Mass line work seems an applicable and more ideal, less "manager of poverty"-style means of activism, like as much as something can "pop off" there is the Serve The People programs, one of which even recommends as a salve to Gentrification they physically exclude and discourage hipsters/ and hipster spaces (with violence). Quaker tenets, "violence is not the answer" absolutely occupies a place of total dogmatic authority which is contraindicated by the need to not tell oppressed people what to believe in. "Violence is not the answer" as: non-proselytizing personal piece of information.

Although-- prostelytizing to march against war? Not exactly "telling oppressed people what to believe in". I believe in never committing violence, demanding nonviolence from those in authority, and never offering oppressed people unsolicited advice. To that end Quakers should organize an a large-scale alternative to the police force, tax revolt, single-issuing themselves out of sociery, or doing the most they can in such a society, attempting to change it from within? Knowledge that this will work/ won't work?

Where does the movie "It" come in? The purpose is, to point out, that the movie reinforced some old tropes that I know at least influenced my youth, like, this picture of abused people, how "love can save" etc., that despite not having a universal take on the lives of abused people, are still pretty bad advice. If you can consider the movie advice, which I sort of see a lot of these tales as in some ways being?

Like, in the original book, there's some ingrown logic of defeating the monster by standing up to your fear (which the movie largely but not totally abandons), and bc the monster exacerbates real social issues like Bev's abusive father, the book kinda functions as a fictional casebook for how people get out of these situations. So there's an implicit instructional aspect to the book, because it depicts a series of cases of real social issues wherein the protagonists follow a common logic (don't be afraid!) to solve, or at least avoid. Also the universiality of that message...

Maybe the book isn't instructional but is rather relying on the apparent and probably universally accepted practicality of the message Don't Be Afraid! to make the protagonists's victories also universally acceptable and even practical, supernatural that they may be. The trick is not to see the books as instructional but to see the common logic of our lives as making the action in a book, if so logical, meaningful. Then you could say, there's also some things that happen in the book which follow shitty logics like at least in the movie the unconsensual kiss, but they aren't instructional, they'r more evidence that the creators of the film were willing to employ shitty logic and maybe use that logic themselves.

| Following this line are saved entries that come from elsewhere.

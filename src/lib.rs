// SPDX-License-Identifier: AGPL-3.0-or-later
//
// Copyright (C) 2025 Daniel Negri
//
// This program is free software: you can redistribute it and/or modify
// it under the terms of the GNU Affero General Public License as published by
// the Free Software Foundation, either version 3 of the License, or
// (at your option) any later version.
//
// This program is distributed in the hope that it will be useful,
// but WITHOUT ANY WARRANTY; without even the implied warranty of
// MERCHANTABILITY or FITNESS FOR A PARTICULAR PURPOSE. See the
// GNU Affero General Public License for more details.
//
// You should have received a copy of the GNU Affero General Public License
// along with this program. If not, see <https://www.gnu.org/licenses/>.

//! # Forecourt
//!
//! This library provides the retail service engine of a gas station
//! simulation: the checkout register, the customer line feeding it, the fuel
//! pumps and the shop's open/closed admission gate.
//!
//! ## Core Components
//!
//! - [`Station`]: Builds and owns every component, fans out the simulation tick
//! - [`ShopGate`]: Admission switch with a wind-down before forced eviction
//! - [`CustomerQueue`]: FIFO line handing customers to a single register
//! - [`Register`]: Scan, total, pay and change state machine with a cash drawer
//! - [`FuelPump`]: Metered, mutually exclusive pump with a finite tank
//! - [`StationError`]: Error types for rejected operations
//!
//! ## Example
//!
//! ```
//! use forecourt_rs::{Cart, CustomerId, CustomerRef, EnqueueOutcome, Station, StationConfig};
//! use rust_decimal_macros::dec;
//!
//! let station = Station::new(&StationConfig::default()).unwrap();
//! let ada = CustomerRef::new(CustomerId(1), "Ada");
//!
//! assert!(station.admit(ada.clone()));
//! let cart = Cart::new().with("Soda", dec!(2.50), 1).unwrap();
//! assert_eq!(station.queue().enqueue(ada, cart), Ok(EnqueueOutcome::Serving));
//!
//! let register = station.register();
//! register.scan_next_item().unwrap();
//! register.request_payment(dec!(5.00)).unwrap();
//! assert_eq!(register.accept_payment().unwrap(), dec!(2.50));
//! register.give_change().unwrap();
//! assert_eq!(station.takings().sales_revenue, dec!(2.50));
//! ```
//!
//! ## Thread Safety
//!
//! The engine is driven by a single external tick, but every resource carries
//! its own lock, so pumps and the register can also be driven from separate
//! threads.

mod base;
pub mod catalog;
pub mod clock;
pub mod config;
pub mod error;
pub mod events;
pub mod money;
pub mod payment;
pub mod pump;
pub mod queue;
pub mod register;
pub mod shop;
mod station;

pub use base::{CustomerId, CustomerRef, Occupant, PumpId, RegisterId};
pub use catalog::{Cart, Catalog, Product, SaleItem};
pub use config::{ScanPolicy, StationConfig};
pub use error::StationError;
pub use events::{EventBus, StationEvent};
pub use payment::{ExactTender, PaymentPolicy, RandomTender, RoundUpTender};
pub use pump::{FuelCharge, FuelPump, PumpSession, TickOutcome};
pub use queue::{AbandonOutcome, CustomerQueue, EnqueueOutcome, ServeOutcome};
pub use register::{Receipt, Register, RegisterState, Transaction};
pub use shop::ShopGate;
pub use station::{Station, StationSnapshot, StationTick, Takings};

Like kissing the unconcious girl to magically and happily wake her up follows a logic which is shitty because the logic fails to take into account that kissing unconcious people is unconsensual, and moreover, fails to take into account the worldwide history-spanning history of women's consent being trampled. Ben was, although we can assume because the moment is obviously a trope (can we assume?) actually forgoeing Bev's consent, taking a risk that he was hurting Bev, violating her boundaries (yes, even when magically unconcious).